Some people access these videos for education; others are searching for easier treatment options that might help them feel better than with what their doctors provided at office visits. Needless to say, Alpha M and Real Men Real Style, two popular YouTube channels dedicated to making men more masculine and stylish, had a lot more viewers of their testosterone advice than did the Mayo Clinic.

What Can We Do About It?

Amid this colossal jumble of laudable information, misinformation, and even some disinformation, the best arbiter of reliability remains probably what it has been for the last 100 years — the endocrinologist.

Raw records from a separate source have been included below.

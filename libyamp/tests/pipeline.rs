//! End-to-end properties of the lexer, parser, composer and stringifier.

use libyamp::{
    cst, parse_all_documents, parse_cst, parse_document, parse_value, stringify, stringify_value, Document,
    DuplicateKeys, ErrorCode, NodeId, NodeKind, ParseOptions, StreamParser, StringifyOptions, Value, Version,
    MAX_DEPTH,
};

fn s(text: &str) -> Value {
    Value::String(text.to_string())
}

fn value(source: &str) -> Value {
    parse_value(source, ParseOptions::default()).unwrap()
}

/// Value nodes of the root mapping, in order, aliases not followed.
fn root_values(doc: &Document) -> Vec<NodeId> {
    let root = doc.contents.unwrap();
    match &doc.node(root).kind {
        NodeKind::Mapping(map) => map.pairs.iter().map(|pair| pair.value).collect(),
        other => panic!("expected a mapping, got {:?}", other),
    }
}

const SOURCES: &[&str] = &[
    "",
    "plain\n",
    "# only a comment\n",
    "a: 1\nb:\n  - x\n  - {y: z}\n",
    "--- !!map\n? complex\n: value\n...\n",
    "%YAML 1.1\n%TAG !e! tag:example.com,2000:\n---\n!e!thing &a [*a, 'q''s', \"esc\\t\"]\n",
    "|+\n  keep\n\n>-\n  folded\n",
    "a: [1, 2\nb: }\n",
    "\t- tab\n- ok\n",
    "key: \"unterminated\n",
    "\u{feff}- bom\n",
    " ]",
    "!}",
    "\t}",
    "]\n}",
];

#[test]
fn test_cst_reproduces_source() {
    for source in SOURCES {
        assert_eq!(&cst::stringify(&parse_cst(source)), source, "source {:?}", source);
    }
}

#[test]
fn test_cst_nodes_tile_source() {
    for source in SOURCES {
        let nodes = parse_cst(source);
        let mut offset = 0;
        for node in &nodes {
            let text = cst::stringify(std::slice::from_ref(node));
            assert_eq!(node.offset(), offset, "node {:?} in {:?}", node, source);
            assert_eq!(&source[offset..offset + text.len()], text);
            offset += text.len();
        }
        assert_eq!(offset, source.len());
    }
}

#[test]
fn test_block_sequence() {
    assert_eq!(value("- one\n- two\n- three\n"), Value::Sequence(vec![s("one"), s("two"), s("three")]));
}

#[test]
fn test_folded_scalar() {
    assert_eq!(value(">\n  folded\n  text\n\n"), s("folded text\n"));
    assert_eq!(value(">\n  a\n\n  b\n"), s("a\nb\n"));
}

#[test]
fn test_chomping() {
    assert_eq!(value("|+\nblock\n\n"), s("block\n\n"));
    assert_eq!(value("|-\nblock\n\n"), s("block"));
    assert_eq!(value("|\nblock\n\n"), s("block\n"));
}

#[test]
fn test_alias_identity_survives_round_trip() {
    let doc = parse_document("a: &x 1\nb: *x\n", ParseOptions::default());
    assert!(doc.errors.is_empty());
    let text = stringify(&doc, &StringifyOptions::default());
    assert_eq!(text, "a: &x 1\nb: *x\n");

    let again = parse_document(&text, ParseOptions::default());
    let values = root_values(&again);
    assert!(matches!(again.node(values[1]).kind, NodeKind::Alias(_)));
    assert_eq!(again.resolve(values[1]), values[0]);
    assert_eq!(again.anchor("x"), Some(values[0]));
}

#[test]
fn test_stringify_parse_inverse() {
    let sources = [
        "- one\n- two\n- three\n",
        "base: &b\n  k: v\nlist:\n  - *b\n  - [1, 2.5, null, true]\n",
        "text: |\n  line\n   indented\nfold: >\n  a b\n",
        "quoted: ['true', \"\\u0007\", '', ' lead']\n",
        "? [complex, key]\n: value\n",
        "%YAML 1.1\n---\non: off\nhex: 0x1F\n",
    ];
    for source in sources {
        let doc = parse_document(source, ParseOptions::default());
        assert!(doc.errors.is_empty(), "{:?}: {:?}", source, doc.errors);
        let text = stringify(&doc, &StringifyOptions::default());
        let again = parse_document(&text, ParseOptions::default());
        assert!(again.errors.is_empty(), "{:?} -> {:?}: {:?}", source, text, again.errors);
        assert!(
            doc.to_value().unwrap().same_as(&again.to_value().unwrap()),
            "{:?} -> {:?}",
            source,
            text
        );
    }
}

#[test]
fn test_stringified_strings_read_back() {
    let opts = StringifyOptions::default();
    for text in ["  \n  ", "a\n\t", "x\n  \n", "\n\n", " \n", "a\n b\n", "line\n  indented\n"] {
        let value = Value::Mapping(vec![(s("k"), s(text))]);
        let yaml = stringify_value(&value, &opts);
        assert_eq!(parse_value(&yaml, ParseOptions::default()).unwrap(), value, "{:?}", yaml);
    }
}

#[test]
fn test_documents_are_independent() {
    let docs = parse_all_documents(
        "%YAML 1.2\n---\nfoo\n...\n%YAML 1.2\n---\nbar\n",
        ParseOptions::default(),
    );
    assert_eq!(docs.len(), 2);
    for (doc, expected) in docs.iter().zip(["foo", "bar"]) {
        assert!(doc.errors.is_empty());
        assert_eq!(doc.version(), Version::V1_2);
        assert_eq!(doc.anchors().count(), 0);
        assert_eq!(doc.to_value().unwrap(), s(expected));
    }
}

#[test]
fn test_anchors_do_not_cross_documents() {
    let docs = parse_all_documents("a: &x 1\n---\nb: *x\n", ParseOptions::default());
    assert_eq!(docs.len(), 2);
    assert!(docs[0].errors.is_empty());
    assert_eq!(docs[1].errors.len(), 1);
}

#[test]
fn test_indentation_boundary() {
    assert_eq!(value("- a\n  b\n- c\n"), Value::Sequence(vec![s("a b"), s("c")]));
    assert_eq!(
        value("- - a\n  - b\n- c\n"),
        Value::Sequence(vec![Value::Sequence(vec![s("a"), s("b")]), s("c")])
    );
    assert_eq!(
        value("-\n  k: v\n- x\n"),
        Value::Sequence(vec![Value::Mapping(vec![(s("k"), s("v"))]), s("x")])
    );
}

#[test]
fn test_error_isolation() {
    let docs = parse_all_documents("a: *nope\n---\nb: 2\n", ParseOptions::default());
    assert_eq!(docs.len(), 2);
    assert!(!docs[0].errors.is_empty());
    assert!(docs[1].errors.is_empty());
    assert_eq!(
        docs[1].to_value().unwrap(),
        Value::Mapping(vec![(s("b"), Value::from(2i64))])
    );
}

#[test]
fn test_anchor_redefinition() {
    let doc = parse_document("a: &x 1\nb: *x\nc: &x 2\nd: *x\n", ParseOptions::default());
    assert!(doc.errors.is_empty());
    let values = root_values(&doc);
    assert_eq!(doc.resolve(values[1]), values[0]);
    assert_eq!(doc.resolve(values[3]), values[2]);
    assert_eq!(
        doc.to_value().unwrap(),
        Value::Mapping(vec![
            (s("a"), Value::from(1i64)),
            (s("b"), Value::from(1i64)),
            (s("c"), Value::from(2i64)),
            (s("d"), Value::from(2i64)),
        ])
    );
}

#[test]
fn test_chunked_feeding_matches_whole() {
    let source = "# lead\na: &a [1, 2]\nb: |\n  text\n---\n- *a\n- \"q\"\n...\nbad: *missing\n";
    let whole = parse_all_documents(source, ParseOptions::default());
    for size in [1, 2, 5, 13] {
        let mut stream = StreamParser::new(ParseOptions::default());
        let mut docs = Vec::new();
        for chunk in source.as_bytes().chunks(size) {
            docs.extend(stream.feed(std::str::from_utf8(chunk).unwrap()));
        }
        docs.extend(stream.finish());
        assert_eq!(docs.len(), whole.len(), "chunk size {}", size);
        for (a, b) in docs.iter().zip(&whole) {
            assert_eq!(a.errors, b.errors, "chunk size {}", size);
            assert_eq!(a.to_value().ok(), b.to_value().ok(), "chunk size {}", size);
        }
    }
}

#[test]
fn test_documents_arrive_before_finish() {
    let mut stream = StreamParser::new(ParseOptions::default());
    let mut docs = stream.feed("a: 1\n");
    assert!(docs.is_empty());
    docs.extend(stream.feed("...\n"));
    docs.extend(stream.feed("b: 2\n"));
    assert_eq!(docs.len(), 1);
    assert_eq!(docs[0].to_value().unwrap(), Value::Mapping(vec![(s("a"), Value::from(1i64))]));
    assert_eq!(stream.finish().len(), 1);
}

fn depth_of(value: &Value) -> usize {
    match value {
        Value::Sequence(items) => 1 + items.iter().map(depth_of).max().unwrap_or(0),
        Value::Mapping(entries) => 1 + entries.iter().map(|(_, v)| depth_of(v)).max().unwrap_or(0),
        _ => 0,
    }
}

#[test]
fn test_deep_nesting_is_an_error() {
    for source in ["[".repeat(1000), format!("{}x\n", "- ".repeat(2000))] {
        let doc = parse_document(&source, ParseOptions::default());
        assert!(
            doc.errors.iter().any(|e| e.code == ErrorCode::NestingTooDeep),
            "{:?}",
            doc.errors
        );
        let value = doc.to_value().unwrap();
        assert_eq!(depth_of(&value), MAX_DEPTH);
        let text = stringify(&doc, &StringifyOptions::default());
        assert!(parse_document(&text, ParseOptions::default()).errors.is_empty());
    }
}

#[test]
fn test_deep_alias_expansion_is_an_error() {
    let mut source = String::from("a0: &a0 [x]\n");
    for i in 1..200 {
        source.push_str(&format!("a{}: &a{} [*a{}]\n", i, i, i - 1));
    }
    let doc = parse_document(&source, ParseOptions::default());
    assert!(doc.errors.is_empty());
    assert_eq!(doc.to_value().unwrap_err().code, ErrorCode::NestingTooDeep);
}

#[test]
fn test_deep_value_is_cut_when_stringified() {
    let mut value = s("leaf");
    for _ in 0..300 {
        value = Value::Sequence(vec![value]);
    }
    let text = stringify_value(&value, &StringifyOptions::default());
    let again = parse_value(&text, ParseOptions::default()).unwrap();
    assert_eq!(depth_of(&again), MAX_DEPTH);
}

#[test]
fn test_large_mapping() {
    let mut source: String = (0..20_000).map(|i| format!("key{}: {}\n", i, i)).collect();
    source.push_str("key0: again\n");
    let doc = parse_document(&source, ParseOptions::default());
    assert_eq!(doc.errors.len(), 1);
    assert_eq!(doc.errors[0].code, ErrorCode::DuplicateKey);
    let value = doc.to_value().unwrap();
    let entries = value.as_mapping().unwrap();
    assert_eq!(entries.len(), 20_000);
    assert_eq!(entries[0], (s("key0"), s("again")));
}

#[test]
fn test_merge_from_a_list_of_sources() {
    let source = "a: &a {x: 1, y: 1}\nb: &b {y: 2, z: 2}\nc:\n  <<: [*a, *b]\n  z: 3\n";
    let doc = parse_document(source, ParseOptions::default().with_merge_keys(true));
    assert!(doc.errors.is_empty(), "{:?}", doc.errors);
    let c = root_values(&doc)[2];
    let int = |id: Option<NodeId>| doc.node(id.unwrap()).scalar().unwrap().value.clone();
    assert_eq!(int(doc.get(c, "x")), Value::from(1i64));
    assert_eq!(int(doc.get(c, "y")), Value::from(1i64));
    assert_eq!(int(doc.get(c, "z")), Value::from(3i64));

    let plain = parse_value(source, ParseOptions::default()).unwrap();
    assert_eq!(plain.get("c").unwrap().as_mapping().unwrap().len(), 2);
}

#[test]
fn test_bad_merge_source() {
    let doc = parse_document("a:\n  <<: [{x: 1}, 2]\n", ParseOptions::default().with_merge_keys(true));
    assert_eq!(doc.errors.len(), 1);
    assert_eq!(doc.errors[0].code, ErrorCode::BadMergeSource);
}

#[test]
fn test_duplicate_key_modes() {
    let source = "a: 1\na: 2\n";
    let doc = parse_document(source, ParseOptions::default().with_duplicate_keys(DuplicateKeys::Warning));
    assert!(doc.errors.is_empty());
    assert_eq!(doc.warnings.len(), 1);
    assert_eq!(doc.warnings[0].code, ErrorCode::DuplicateKey);
    assert_eq!(doc.to_value().unwrap(), Value::Mapping(vec![(s("a"), Value::from(2i64))]));

    let doc = parse_document(source, ParseOptions::default().with_duplicate_keys(DuplicateKeys::Allow));
    assert!(doc.errors.is_empty() && doc.warnings.is_empty());

    let doc = parse_document(source, ParseOptions::default());
    assert_eq!(doc.errors[0].code, ErrorCode::DuplicateKey);
}
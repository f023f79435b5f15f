//! Background sweep for intro session hygiene.
//!
//! Expired sessions stay invisible to every query from the moment they
//! expire; this task merely reclaims the rows and retires reminders that
//! were missed by more than a day.

use std::time::Duration;

use tokio::task::JoinHandle;

use dreamshepherd_db::repositories::IntroDreamerRepo;
use dreamshepherd_db::DbPool;

/// Spawn the periodic sweep. The returned handle is aborted at shutdown.
pub fn start_intro_sweep(pool: DbPool, interval_secs: u64) -> JoinHandle<()> {
    tokio::spawn(async move {
        let mut ticker = tokio::time::interval(Duration::from_secs(interval_secs));
        // First tick fires immediately; skip it so startup is quiet.
        ticker.tick().await;
        loop {
            ticker.tick().await;
            run_sweep(&pool).await;
        }
    })
}

/// One sweep pass. Failures are logged and retried on the next tick.
pub async fn run_sweep(pool: &DbPool) {
    match IntroDreamerRepo::delete_expired(pool).await {
        Ok(0) => {}
        Ok(reaped) => tracing::info!(reaped, "Reaped expired intro sessions"),
        Err(err) => tracing::error!(error = %err, "Failed to reap expired intro sessions"),
    }

    match IntroDreamerRepo::cleanup_missed_reminders(pool).await {
        Ok(0) => {}
        Ok(retired) => tracing::info!(retired, "Retired reminders missed by more than 24h"),
        Err(err) => tracing::error!(error = %err, "Failed to retire missed reminders"),
    }
}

Much of the misinformation seems to be addressing things we wish we could do better but which may fall outside the capabilities of our individual and collective skills. Any experienced practitioner can adjust a TSH level to normal. Not everybody can effectively change the malaise many people notice when T4 from a bottle replaces the thyroid hormones that used to come from their ablated thyroid gland, of blessed memory.

But these patients are seeing folks on YouTube who claim to offer them (without having evaluated them) what we cannot offer to those we have evaluated. A patient may very well conclude that the person must be a world-class expert, having a million views, whereas videos of the young staff endocrinologists only have about 500. 

By the time patients arrive in our exam room, particularly if they get there by referral and especially if we are opinion number four, they've already tapped the resources of the World Wide Web. Perhaps we are remiss in not proactively asking our patients what information they already sought for themselves. These YouTube pitches could also alert us better to the things that frustrate patients and help us assure them that their concerns are shared by many people.

This was my first exploration of this medium, taken more out of pandemic-generated boredom than any need to serve patients. But perhaps we should be more professionally assertive in seeing what patients seek out on their own, and maybe even use this as a teaching exercise for house staff. One idea would be to create a list of videos or sites that we recommend, rather than have patients scour the web out of curiosity about what they might not be getting from us.

Richard M. Plotzker, MD, is a retired endocrinologist with 40 years of experience treating patients in both the private practice and hospital settings. He has been a Medscape contributor since 2012.